The changes in skin color of ripe mangoes were used as the input to SVM, KNN, Gaussian naïve Bayes (GNB), and back-propagation neural network classifiers to classify mangoes according to their ripening stages with a mean accuracy of greater than 80% [34,35,36,37,38]. The changes in skin color of the cultivar used in their experiments were easily noticed by human eyes.
This study presents an approach to assess the ripeness stage of “Nam Dok Mai Si Tong” mango with unsupervised and supervised ML techniques.

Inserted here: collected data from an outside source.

use crate::error::{AppError, AppResult};
use regex::Regex;
use std::path::Path;
use std::sync::LazyLock;

static HOSTILE_CHARS: LazyLock<Regex> =
    LazyLock::new(|| Regex::new(r#"[<>:"/\\|?*]"#).expect("valid hostile char regex"));
static WHITESPACE_RUN: LazyLock<Regex> =
    LazyLock::new(|| Regex::new(r"\s+").expect("valid whitespace regex"));
static UNDERSCORE_RUN: LazyLock<Regex> =
    LazyLock::new(|| Regex::new(r"_+").expect("valid underscore regex"));

/// 文件名最大字符数
pub const MAX_FILENAME_CHARS: usize = 100;

/// 将任意标题转换为安全的文件/目录名
///
/// 空标题或清理后为空时返回 `untitled`
pub fn sanitize_filename(name: Option<&str>) -> String {
    let name = name.unwrap_or_default();
    let replaced = HOSTILE_CHARS.replace_all(name, "_");
    let replaced = WHITESPACE_RUN.replace_all(&replaced, "_");
    let replaced = UNDERSCORE_RUN.replace_all(&replaced, "_");
    let sanitized: String = replaced
        .trim_matches('_')
        .chars()
        .take(MAX_FILENAME_CHARS)
        .collect();

    if sanitized.is_empty() {
        "untitled".to_string()
    } else {
        sanitized
    }
}

/// 创建目录（已存在时不报错）
pub async fn ensure_dir(path: &Path) -> AppResult<()> {
    tokio::fs::create_dir_all(path)
        .await
        .map_err(|e| AppError::create_dir_failed(path, e))
}

/// 写入文本文件（覆盖已有内容）
pub async fn write_text(path: &Path, content: &str) -> AppResult<()> {
    tokio::fs::write(path, content)
        .await
        .map_err(|e| AppError::write_failed(path, e))
}

#[cfg(test)]
mod tests {
    use super::*;

    #[test]
    fn test_sanitize_replaces_hostile_chars_and_whitespace() {
        assert_eq!(sanitize_filename(Some("期末 考试: A/B?")), "期末_考试_A_B");
        assert_eq!(sanitize_filename(Some("  a   b  ")), "a_b");
        assert_eq!(sanitize_filename(Some("x__<>__y")), "x_y");
    }

    #[test]
    fn test_sanitize_empty_is_untitled() {
        assert_eq!(sanitize_filename(None), "untitled");
        assert_eq!(sanitize_filename(Some("")), "untitled");
        assert_eq!(sanitize_filename(Some("???")), "untitled");
    }

    #[test]
    fn test_sanitize_truncates_by_chars() {
        let long = "题".repeat(150);
        assert_eq!(sanitize_filename(Some(&long)).chars().count(), MAX_FILENAME_CHARS);
    }

    #[tokio::test]
    async fn test_ensure_dir_is_idempotent() {
        let dir = tempfile::tempdir().unwrap();
        let nested = dir.path().join("a").join("b");
        ensure_dir(&nested).await.unwrap();
        ensure_dir(&nested).await.unwrap();
        assert!(nested.is_dir());
    }
}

The skin color of this cultivar is yellow in all ripeness stages (unripe, ripe, and overripe stages). The objective of this study was to develop models for predicting the ripeness stage of mangoes at harvest based on chemical as well as physical (weight, skin color) and electrical (capacitance, voltage) qualities. We used well-known machine learning classifiers to predict the maturity and ripeness of fruits.

2. Materials and Methods

2.1. Mango Samples

Mangoes of the variety “Nam Dok Mai Si Tong”, at a commercial orchard in Nakorn Ratchasima province, Thailand, were tagged in November 2018, when they were approximately 5 mm in diameter. The commercial maturation stage for “Nam Dok Mai Si Tong” for export has been determined to be 85–95 days after fruit set (DAFS) [10]. From January to February 2019, the mangoes were harvested four times, at 80, 90, 100, and 110 DAFS. Mango samples were brought to a laboratory at Kasetsart University in Bangkok on the same day they were harvested. At each harvesting, we divided mango samples into two groups: one that contained twenty-five samples for evaluation of biochemical, physical, and electrical properties; and one that contained five samples for measurement of only physical and electrical qualities. The mango samples in both groups were measured on days 1, 3, 5, 7, and 9 after harvest. The biochemical examination of mango samples in one group was not carried out so that the same mangoes were tested for 9 days. A total of 120 mango fruits were used in this research.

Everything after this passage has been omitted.